- Opening Delimiter -

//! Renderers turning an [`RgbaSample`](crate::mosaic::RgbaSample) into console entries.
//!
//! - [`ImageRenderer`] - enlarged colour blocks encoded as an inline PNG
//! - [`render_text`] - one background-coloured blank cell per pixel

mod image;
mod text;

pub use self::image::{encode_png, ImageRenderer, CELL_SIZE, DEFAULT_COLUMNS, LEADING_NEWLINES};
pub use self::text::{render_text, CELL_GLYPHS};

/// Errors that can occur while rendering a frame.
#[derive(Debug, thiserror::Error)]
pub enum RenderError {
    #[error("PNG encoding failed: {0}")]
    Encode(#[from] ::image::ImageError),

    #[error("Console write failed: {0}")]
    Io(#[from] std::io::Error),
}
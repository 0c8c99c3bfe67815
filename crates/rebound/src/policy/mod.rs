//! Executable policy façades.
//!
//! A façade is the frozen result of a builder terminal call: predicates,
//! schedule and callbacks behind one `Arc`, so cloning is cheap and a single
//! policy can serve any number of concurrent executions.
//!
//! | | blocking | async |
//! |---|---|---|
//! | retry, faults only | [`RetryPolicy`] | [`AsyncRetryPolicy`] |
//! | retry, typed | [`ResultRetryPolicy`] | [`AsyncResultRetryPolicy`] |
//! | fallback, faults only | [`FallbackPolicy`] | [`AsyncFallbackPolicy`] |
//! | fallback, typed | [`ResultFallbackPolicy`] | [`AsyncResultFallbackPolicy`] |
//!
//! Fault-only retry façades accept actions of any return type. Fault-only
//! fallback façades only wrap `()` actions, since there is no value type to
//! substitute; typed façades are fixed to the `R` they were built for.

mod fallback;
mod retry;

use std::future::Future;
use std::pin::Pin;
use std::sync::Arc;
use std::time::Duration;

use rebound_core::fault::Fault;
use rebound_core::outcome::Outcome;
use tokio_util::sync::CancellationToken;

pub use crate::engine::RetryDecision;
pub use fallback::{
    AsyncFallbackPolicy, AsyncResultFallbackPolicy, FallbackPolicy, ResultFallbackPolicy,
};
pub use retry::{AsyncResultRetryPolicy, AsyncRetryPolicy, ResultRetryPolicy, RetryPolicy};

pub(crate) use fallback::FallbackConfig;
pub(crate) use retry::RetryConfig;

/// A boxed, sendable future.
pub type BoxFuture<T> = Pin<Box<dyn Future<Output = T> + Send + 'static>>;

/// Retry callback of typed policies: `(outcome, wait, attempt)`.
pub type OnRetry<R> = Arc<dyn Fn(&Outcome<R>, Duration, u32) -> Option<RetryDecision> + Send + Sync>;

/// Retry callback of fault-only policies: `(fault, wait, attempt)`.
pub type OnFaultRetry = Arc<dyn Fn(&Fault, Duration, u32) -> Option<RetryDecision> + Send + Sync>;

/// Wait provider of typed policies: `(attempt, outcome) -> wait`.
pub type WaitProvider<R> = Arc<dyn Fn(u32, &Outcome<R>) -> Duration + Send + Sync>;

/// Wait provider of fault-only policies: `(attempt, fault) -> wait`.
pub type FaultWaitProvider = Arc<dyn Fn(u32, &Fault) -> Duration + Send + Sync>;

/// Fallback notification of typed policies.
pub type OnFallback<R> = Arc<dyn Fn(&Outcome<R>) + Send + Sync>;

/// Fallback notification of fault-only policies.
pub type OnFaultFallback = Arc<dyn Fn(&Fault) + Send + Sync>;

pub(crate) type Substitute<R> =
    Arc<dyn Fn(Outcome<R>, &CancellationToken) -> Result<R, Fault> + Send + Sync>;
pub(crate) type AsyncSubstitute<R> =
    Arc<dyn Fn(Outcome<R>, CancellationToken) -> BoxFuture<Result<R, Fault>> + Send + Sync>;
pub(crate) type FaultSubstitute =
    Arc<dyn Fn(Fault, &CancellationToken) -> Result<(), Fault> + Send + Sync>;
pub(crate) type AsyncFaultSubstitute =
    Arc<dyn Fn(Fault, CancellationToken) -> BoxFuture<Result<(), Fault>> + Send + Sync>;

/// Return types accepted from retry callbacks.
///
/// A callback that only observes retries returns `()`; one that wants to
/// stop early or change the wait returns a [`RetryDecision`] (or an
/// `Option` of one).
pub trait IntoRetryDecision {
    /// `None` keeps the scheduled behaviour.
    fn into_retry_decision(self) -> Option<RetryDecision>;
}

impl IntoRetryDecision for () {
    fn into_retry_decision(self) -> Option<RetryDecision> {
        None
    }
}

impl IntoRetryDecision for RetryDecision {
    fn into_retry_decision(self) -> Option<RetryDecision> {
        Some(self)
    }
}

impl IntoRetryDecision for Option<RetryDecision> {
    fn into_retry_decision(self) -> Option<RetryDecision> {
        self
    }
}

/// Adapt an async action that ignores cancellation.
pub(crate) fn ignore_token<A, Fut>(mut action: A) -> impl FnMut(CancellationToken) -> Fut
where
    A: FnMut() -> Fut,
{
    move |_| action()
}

- Closing Delimiter -

== Work to complete ==
Each line of the data is to be transcribed exactly, with nothing left out.

== Written answer ==
//! Renderers turning an [`RgbaSample`](crate::mosaic::RgbaSample) into console entries.
//!
//! - [`ImageRenderer`] - enlarged colour blocks encoded as an inline PNG
//! - [`render_text`] - one background-coloured blank cell per pixel

mod image;
mod text;

pub use self::image::{encode_png, ImageRenderer, CELL_SIZE, DEFAULT_COLUMNS, LEADING_NEWLINES};
pub use self::text::{render_text, CELL_GLYPHS};

/// Errors that can occur while rendering a frame.
#[derive(Debug, thiserror::Error)]
pub enum RenderError {
    #[error("PNG encoding failed: {0}")]
    Encode(#[from] ::image::ImageError),

    #[error("Console write failed: {0}")]
    Io(#[from] std::io::Error),
}
repository 0c8c99c3bfe67815
filename crates/rebound/src/policy/mod.rs
//! Executable policy façades.
//!
//! A façade is the frozen result of a builder terminal call: predicates,
//! schedule and callbacks behind one `Arc`, so cloning is cheap and a single
//! policy can serve any number of concurrent executions.
//!
//! | | blocking | async |
//! |---|---|---|
//! | retry, faults only | [`RetryPolicy`] | [`AsyncRetryPolicy`] |
//! | retry, typed | [`ResultRetryPolicy`] | [`AsyncResultRetryPolicy`] |
//! | fallback, faults only | [`FallbackPolicy`] | [`AsyncFallbackPolicy`] |
//! | fallback, typed | [`ResultFallbackPolicy`] | [`AsyncResultFallbackPolicy`] |
//!
//! Fault-only retry façades accept actions of any return type. Fault-only
//! fallback façades only wrap `()` actions, since there is no value type to
//! substitute; typed façades are fixed to the `R` they were built for.

mod fallback;
mod retry;

use std::future::Future;
use std::pin::Pin;
use std::sync::Arc;
use std::time::Duration;

use rebound_core::fault::Fault;
use rebound_core::outcome::Outcome;
use tokio_util::sync::CancellationToken;

pub use crate::engine::RetryDecision;
pub use fallback::{
    AsyncFallbackPolicy, AsyncResultFallbackPolicy, FallbackPolicy, ResultFallbackPolicy,
};
pub use retry::{AsyncResultRetryPolicy, AsyncRetryPolicy, ResultRetryPolicy, RetryPolicy};

pub(crate) use fallback::FallbackConfig;
pub(crate) use retry::RetryConfig;

/// A boxed, sendable future.
pub type BoxFuture<T> = Pin<Box<dyn Future<Output = T> + Send + 'static>>;

/// Retry callback of typed policies: `(outcome, wait, attempt)`.
pub type OnRetry<R> = Arc<dyn Fn(&Outcome<R>, Duration, u32) -> Option<RetryDecision> + Send + Sync>;

/// Retry callback of fault-only policies: `(fault, wait, attempt)`.
pub type OnFaultRetry = Arc<dyn Fn(&Fault, Duration, u32) -> Option<RetryDecision> + Send + Sync>;

/// Wait provider of typed policies: `(attempt, outcome) -> wait`.
pub type WaitProvider<R> = Arc<dyn Fn(u32, &Outcome<R>) -> Duration + Send + Sync>;

/// Wait provider of fault-only policies: `(attempt, fault) -> wait`.
pub type FaultWaitProvider = Arc<dyn Fn(u32, &Fault) -> Duration + Send + Sync>;

/// Fallback notification of typed policies.
pub type OnFallback<R> = Arc<dyn Fn(&Outcome<R>) + Send + Sync>;

/// Fallback notification of fault-only policies.
pub type OnFaultFallback = Arc<dyn Fn(&Fault) + Send + Sync>;

pub(crate) type Substitute<R> =
    Arc<dyn Fn(Outcome<R>, &CancellationToken) -> Result<R, Fault> + Send + Sync>;
pub(crate) type AsyncSubstitute<R> =
    Arc<dyn Fn(Outcome<R>, CancellationToken) -> BoxFuture<Result<R, Fault>> + Send + Sync>;
pub(crate) type FaultSubstitute =
    Arc<dyn Fn(Fault, &CancellationToken) -> Result<(), Fault> + Send + Sync>;
pub(crate) type AsyncFaultSubstitute =
    Arc<dyn Fn(Fault, CancellationToken) -> BoxFuture<Result<(), Fault>> + Send + Sync>;

/// Return types accepted from retry callbacks.
///
/// A callback that only observes retries returns `()`; one that wants to
/// stop early or change the wait returns a [`RetryDecision`] (or an
/// `Option` of one).
pub trait IntoRetryDecision {
    /// `None` keeps the scheduled behaviour.
    fn into_retry_decision(self) -> Option<RetryDecision>;
}

impl IntoRetryDecision for () {
    fn into_retry_decision(self) -> Option<RetryDecision> {
        None
    }
}

impl IntoRetryDecision for RetryDecision {
    fn into_retry_decision(self) -> Option<RetryDecision> {
        Some(self)
    }
}

impl IntoRetryDecision for Option<RetryDecision> {
    fn into_retry_decision(self) -> Option<RetryDecision> {
        self
    }
}

/// Adapt an async action that ignores cancellation.
pub(crate) fn ignore_token<A, Fut>(mut action: A) -> impl FnMut(CancellationToken) -> Fut
where
    A: FnMut() -> Fut,
{
    move |_| action()
}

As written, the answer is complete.